What is RIPPER Algorithm?


It is a widely used rule induction algorithm called RIPPER. This algorithm scales almost linearly with the several training instances and is especially suited for constructing models from data sets with overloaded class distributions. RIPPER also works well with noisy data sets because it uses a validation set to prevent model overfitting.

RIPPER selects the majority class as its default class and understands the rules for identifying the minority class. For multiclass problems, the classes are series as per their frequencies.

Let (y1 y2...yc) be the ordered classes, where y1is the least frequent class and yc is the most frequent class. During the first iteration, instances that belong to y1 are Iabeled as positive examples, while those that belong to other classes are labeled as negative examples.

The sequential covering approach can be used to produce rules that discriminate among the positive and negative examples. Next, RIPPER extracts rules that distinguish y2 from other remaining classes. This process is repeated until we are left with yc which is designated as the default class.

RIPPER uses a general-to-specific method to increase a rule and the FOIL's data gain measure to select the best conjunct to be inserted into the rule antecedent. It stops inserting conjuncts when the rule begins covering negative instances.

The new rule is pruned depending on its implementation on the validation set. The following metric is computed to determine whether pruning is needed − (p-n)/(p+n),where p(n) is the number of positive (negative) examples in the validation set covered by the rule.

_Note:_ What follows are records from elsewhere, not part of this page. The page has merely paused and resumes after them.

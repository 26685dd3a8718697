//! Stdio attachment for a spawned container process.
//!
//! Two variants share the [`Terminal`] contract. [`TtyTerminal`] relays
//! between the caller and a pseudo-terminal master whose slave is mounted
//! into the container as its console. [`StdTerminal`] allocates three pipe
//! pairs and hands the child-facing ends to the backend.
//!
//! Relays are detached threads that end when either side of their stream
//! closes. Nothing joins them.

use std::fmt;
use std::fs::File;
use std::io::{Read, Write};
use std::os::fd::{AsRawFd, FromRawFd, IntoRawFd, OwnedFd};
use std::path::PathBuf;

use ctdriver_common::error::{DriverError, Result};
use nix::fcntl::OFlag;

use crate::command::{Command, Pipes};

/// Child-facing stdio endpoints, installed as fds 0, 1 and 2 of the
/// container process.
#[derive(Debug)]
pub struct ChildStdio {
    /// Read end of the stdin pipe.
    pub stdin: OwnedFd,
    /// Write end of the stdout pipe.
    pub stdout: OwnedFd,
    /// Write end of the stderr pipe.
    pub stderr: OwnedFd,
}

/// Stdio wiring for one launch.
pub trait Terminal: Send + fmt::Debug {
    /// Starts the relays. Returns the endpoints the backend must install as
    /// the child's stdio, or `None` when the child uses its console.
    ///
    /// # Errors
    ///
    /// Returns an error on a second attach or if pipes or relay threads
    /// cannot be created.
    fn attach(&mut self) -> Result<Option<ChildStdio>>;

    /// Sets the pseudo-terminal master the relays read and write.
    fn set_master(&mut self, master: File);

    /// Resizes the terminal window.
    ///
    /// # Errors
    ///
    /// Returns an error if the variant has no resizable terminal or the
    /// ioctl fails.
    fn resize(&self, height: u16, width: u16) -> Result<()>;

    /// Releases the host-side endpoints.
    ///
    /// # Errors
    ///
    /// Returns an error if the terminal cannot be released.
    fn close(&mut self) -> Result<()>;
}

fn terminal_error(message: impl Into<String>) -> DriverError {
    DriverError::Terminal {
        message: message.into(),
    }
}

fn spawn_relay<R, W>(name: &str, mut from: R, mut to: W) -> Result<()>
where
    R: Read + Send + 'static,
    W: Write + Send + 'static,
{
    let relay = name.to_string();
    let _detached = std::thread::Builder::new()
        .name(relay.clone())
        .spawn(move || {
            match std::io::copy(&mut from, &mut to) {
                Ok(bytes) => tracing::trace!(relay = %relay, bytes, "relay finished"),
                Err(e) => tracing::debug!(relay = %relay, error = %e, "relay stopped"),
            }
            let _ = to.flush();
        })
        .map_err(|e| terminal_error(format!("spawning {name} relay: {e}")))?;
    Ok(())
}

/// Interactive terminal backed by a pseudo-terminal master.
pub struct TtyTerminal {
    pipes: Option<Pipes>,
    master: Option<File>,
}

impl TtyTerminal {
    /// Creates an unattached terminal around the caller's endpoints.
    #[must_use]
    pub const fn new(pipes: Pipes) -> Self {
        Self {
            pipes: Some(pipes),
            master: None,
        }
    }
}

impl fmt::Debug for TtyTerminal {
    fn fmt(&self, f: &mut fmt::Formatter<'_>) -> fmt::Result {
        f.debug_struct("TtyTerminal")
            .field("attached", &self.pipes.is_none())
            .field("master", &self.master.as_ref().map(AsRawFd::as_raw_fd))
            .finish()
    }
}

impl Terminal for TtyTerminal {
    fn attach(&mut self) -> Result<Option<ChildStdio>> {
        let pipes = self
            .pipes
            .take()
            .ok_or_else(|| terminal_error("terminal already attached"))?;
        let Some(master) = &self.master else {
            // An externally allocated console: its owner does the relaying.
            tracing::debug!("no pty master set, skipping relays");
            return Ok(None);
        };

        let reader = master
            .try_clone()
            .map_err(|e| terminal_error(format!("cloning pty master: {e}")))?;
        spawn_relay("pty-stdout", reader, pipes.stdout)?;

        if let Some(stdin) = pipes.stdin {
            let writer = master
                .try_clone()
                .map_err(|e| terminal_error(format!("cloning pty master: {e}")))?;
            spawn_relay("pty-stdin", stdin, writer)?;
        }
        Ok(None)
    }

    fn set_master(&mut self, master: File) {
        self.master = Some(master);
    }

    fn resize(&self, height: u16, width: u16) -> Result<()> {
        let master = self
            .master
            .as_ref()
            .ok_or_else(|| terminal_error("no pty master to resize"))?;
        let size = libc::winsize {
            ws_row: height,
            ws_col: width,
            ws_xpixel: 0,
            ws_ypixel: 0,
        };
        // SAFETY: the fd is a live pty master and `size` outlives the call.
        let rc = unsafe { libc::ioctl(master.as_raw_fd(), libc::TIOCSWINSZ, &raw const size) };
        if rc < 0 {
            return Err(terminal_error(format!(
                "resizing pty: {}",
                std::io::Error::last_os_error()
            )));
        }
        Ok(())
    }

    fn close(&mut self) -> Result<()> {
        self.master = None;
        Ok(())
    }
}

/// Non-interactive terminal backed by three pipe pairs.
pub struct StdTerminal {
    pipes: Option<Pipes>,
}

impl StdTerminal {
    /// Creates an unattached terminal around the caller's endpoints.
    #[must_use]
    pub const fn new(pipes: Pipes) -> Self {
        Self { pipes: Some(pipes) }
    }
}

impl fmt::Debug for StdTerminal {
    fn fmt(&self, f: &mut fmt::Formatter<'_>) -> fmt::Result {
        f.debug_struct("StdTerminal")
            .field("attached", &self.pipes.is_none())
            .finish()
    }
}

fn cloexec_pipe() -> Result<(OwnedFd, OwnedFd)> {
    nix::unistd::pipe2(OFlag::O_CLOEXEC).map_err(|e| terminal_error(format!("creating pipe: {e}")))
}

impl Terminal for StdTerminal {
    fn attach(&mut self) -> Result<Option<ChildStdio>> {
        let pipes = self
            .pipes
            .take()
            .ok_or_else(|| terminal_error("terminal already attached"))?;

        let (stdin_read, stdin_write) = cloexec_pipe()?;
        let (stdout_read, stdout_write) = cloexec_pipe()?;
        let (stderr_read, stderr_write) = cloexec_pipe()?;

        match pipes.stdin {
            Some(stdin) => spawn_relay("stdin", stdin, File::from(stdin_write))?,
            // The child reads EOF instead of blocking.
            None => drop(stdin_write),
        }
        spawn_relay("stdout", File::from(stdout_read), pipes.stdout)?;
        spawn_relay("stderr", File::from(stderr_read), pipes.stderr)?;

        Ok(Some(ChildStdio {
            stdin: stdin_read,
            stdout: stdout_write,
            stderr: stderr_write,
        }))
    }

    fn set_master(&mut self, _master: File) {
        tracing::debug!("ignoring pty master for pipe terminal");
    }

    fn resize(&self, _height: u16, _width: u16) -> Result<()> {
        Err(terminal_error("pipe terminal cannot be resized"))
    }

    fn close(&mut self) -> Result<()> {
        self.pipes = None;
        Ok(())
    }
}

/// Allocates a pseudo-terminal pair, returning the master and the slave's
/// device path.
///
/// # Errors
///
/// Returns an error if any pty syscall fails.
pub fn open_pty() -> Result<(File, PathBuf)> {
    let pty = |step: &str, e: nix::Error| terminal_error(format!("{step}: {e}"));
    let master = nix::pty::posix_openpt(OFlag::O_RDWR | OFlag::O_NOCTTY | OFlag::O_CLOEXEC)
        .map_err(|e| pty("posix_openpt", e))?;
    nix::pty::grantpt(&master).map_err(|e| pty("grantpt", e))?;
    nix::pty::unlockpt(&master).map_err(|e| pty("unlockpt", e))?;
    let slave = nix::pty::ptsname_r(&master).map_err(|e| pty("ptsname", e))?;

    // SAFETY: `into_raw_fd` hands over sole ownership of the master fd.
    let master = unsafe { File::from_raw_fd(master.into_raw_fd()) };
    Ok((master, PathBuf::from(slave)))
}

/// Chooses and installs the terminal for `command`.
///
/// Interactive commands without a console get a fresh pty whose slave
/// becomes the console device. A console supplied by the caller is used as
/// is, with the caller relaying through its own master.
///
/// # Errors
///
/// Returns an error if a pty cannot be allocated.
pub fn set_terminal(command: &mut Command, pipes: Pipes) -> Result<()> {
    let terminal: Box<dyn Terminal> = if command.tty {
        let mut tty = TtyTerminal::new(pipes);
        if command.console.is_none() {
            let (master, slave) = open_pty()?;
            tracing::debug!(id = %command.id, console = %slave.display(), "pty allocated");
            tty.set_master(master);
            command.console = Some(slave);
        }
        Box::new(tty)
    } else {
        Box::new(StdTerminal::new(pipes))
    };
    command.terminal = Some(terminal);
    Ok(())
}

#[cfg(test)]
mod tests {
    use super::*;
    use ctdriver_common::types::ContainerId;

    fn pipe_sink() -> (File, Box<dyn Write + Send>) {
        let (read, write) = cloexec_pipe().expect("pipe");
        (File::from(read), Box::new(File::from(write)))
    }

    #[test]
    fn std_terminal_without_stdin_gives_child_eof() {
        let (_out, stdout) = pipe_sink();
        let (_err, stderr) = pipe_sink();
        let mut terminal = StdTerminal::new(Pipes::new(None, stdout, stderr));
        let stdio = terminal.attach().expect("attach").expect("child stdio");

        let mut child_stdin = File::from(stdio.stdin);
        let mut buf = Vec::new();
        let n = child_stdin.read_to_end(&mut buf).expect("read");
        assert_eq!(n, 0);
    }

    #[test]
    fn std_terminal_relays_stdin_and_output() {
        let (mut out, stdout) = pipe_sink();
        let (mut err, stderr) = pipe_sink();
        let stdin: Box<dyn Read + Send> = Box::new(std::io::Cursor::new(b"input".to_vec()));
        let mut terminal = StdTerminal::new(Pipes::new(Some(stdin), stdout, stderr));
        let stdio = terminal.attach().expect("attach").expect("child stdio");

        let mut child_in = String::new();
        let _ = File::from(stdio.stdin)
            .read_to_string(&mut child_in)
            .expect("read stdin");
        assert_eq!(child_in, "input");

        File::from(stdio.stdout).write_all(b"out").expect("write stdout");
        File::from(stdio.stderr).write_all(b"err").expect("write stderr");

        let mut relayed = String::new();
        let _ = out.read_to_string(&mut relayed).expect("read out");
        assert_eq!(relayed, "out");
        relayed.clear();
        let _ = err.read_to_string(&mut relayed).expect("read err");
        assert_eq!(relayed, "err");
    }

    #[test]
    fn second_attach_fails() {
        let (_out, stdout) = pipe_sink();
        let (_err, stderr) = pipe_sink();
        let mut terminal = StdTerminal::new(Pipes::new(None, stdout, stderr));
        let _stdio = terminal.attach().expect("attach");
        assert!(matches!(terminal.attach(), Err(DriverError::Terminal { .. })));
    }

    #[test]
    fn std_terminal_cannot_resize() {
        let (_out, stdout) = pipe_sink();
        let (_err, stderr) = pipe_sink();
        let terminal = StdTerminal::new(Pipes::new(None, stdout, stderr));
        assert!(terminal.resize(24, 80).is_err());
    }

    #[test]
    fn set_terminal_uses_pipes_for_non_interactive() {
        let (_out, stdout) = pipe_sink();
        let (_err, stderr) = pipe_sink();
        let mut cmd = Command::new(ContainerId::new("c1"), "/rootfs", "true", vec![]);
        set_terminal(&mut cmd, Pipes::new(None, stdout, stderr)).expect("set terminal");
        assert!(cmd.console.is_none());
        let mut terminal = cmd.terminal.take().expect("terminal");
        assert!(terminal.attach().expect("attach").is_some());
    }

    #[test]
    fn set_terminal_allocates_console_for_tty() {
        let (_out, stdout) = pipe_sink();
        let (_err, stderr) = pipe_sink();
        let mut cmd = Command::new(ContainerId::new("c1"), "/rootfs", "sh", vec![]);
        cmd.tty = true;
        if set_terminal(&mut cmd, Pipes::new(None, stdout, stderr)).is_err() {
            // No pty support in this environment.
            return;
        }
        let console = cmd.console.clone().expect("console");
        assert!(console.starts_with("/dev/pts"));
        let terminal = cmd.terminal.as_ref().expect("terminal");
        terminal.resize(40, 120).expect("resize");
    }

    #[test]
    fn tty_with_external_console_attaches_without_relays() {
        let (_out, stdout) = pipe_sink();
        let (_err, stderr) = pipe_sink();
        let mut cmd = Command::new(ContainerId::new("c1"), "/rootfs", "sh", vec![]);
        cmd.tty = true;
        cmd.console = Some(PathBuf::from("/dev/pts/77"));
        set_terminal(&mut cmd, Pipes::new(None, stdout, stderr)).expect("set terminal");
        assert_eq!(cmd.console.as_deref(), Some(std::path::Path::new("/dev/pts/77")));
        let mut terminal = cmd.terminal.take().expect("terminal");
        assert!(terminal.attach().expect("attach").is_none());
    }
}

This metric is monotonically related to the rule's accuracy on the validation set. If the metric is enhanced after pruning, therefore the conjunct is eliminated. Pruning is completed starting from the final conjunct inserted to the rule. For example, given a rule ABCD → y, RIPPER checks whether D should be pruned first, followed by CD, BCD, etc. While the initial rule covers only positive instances, the pruned rule can cover several negative instances in the training set.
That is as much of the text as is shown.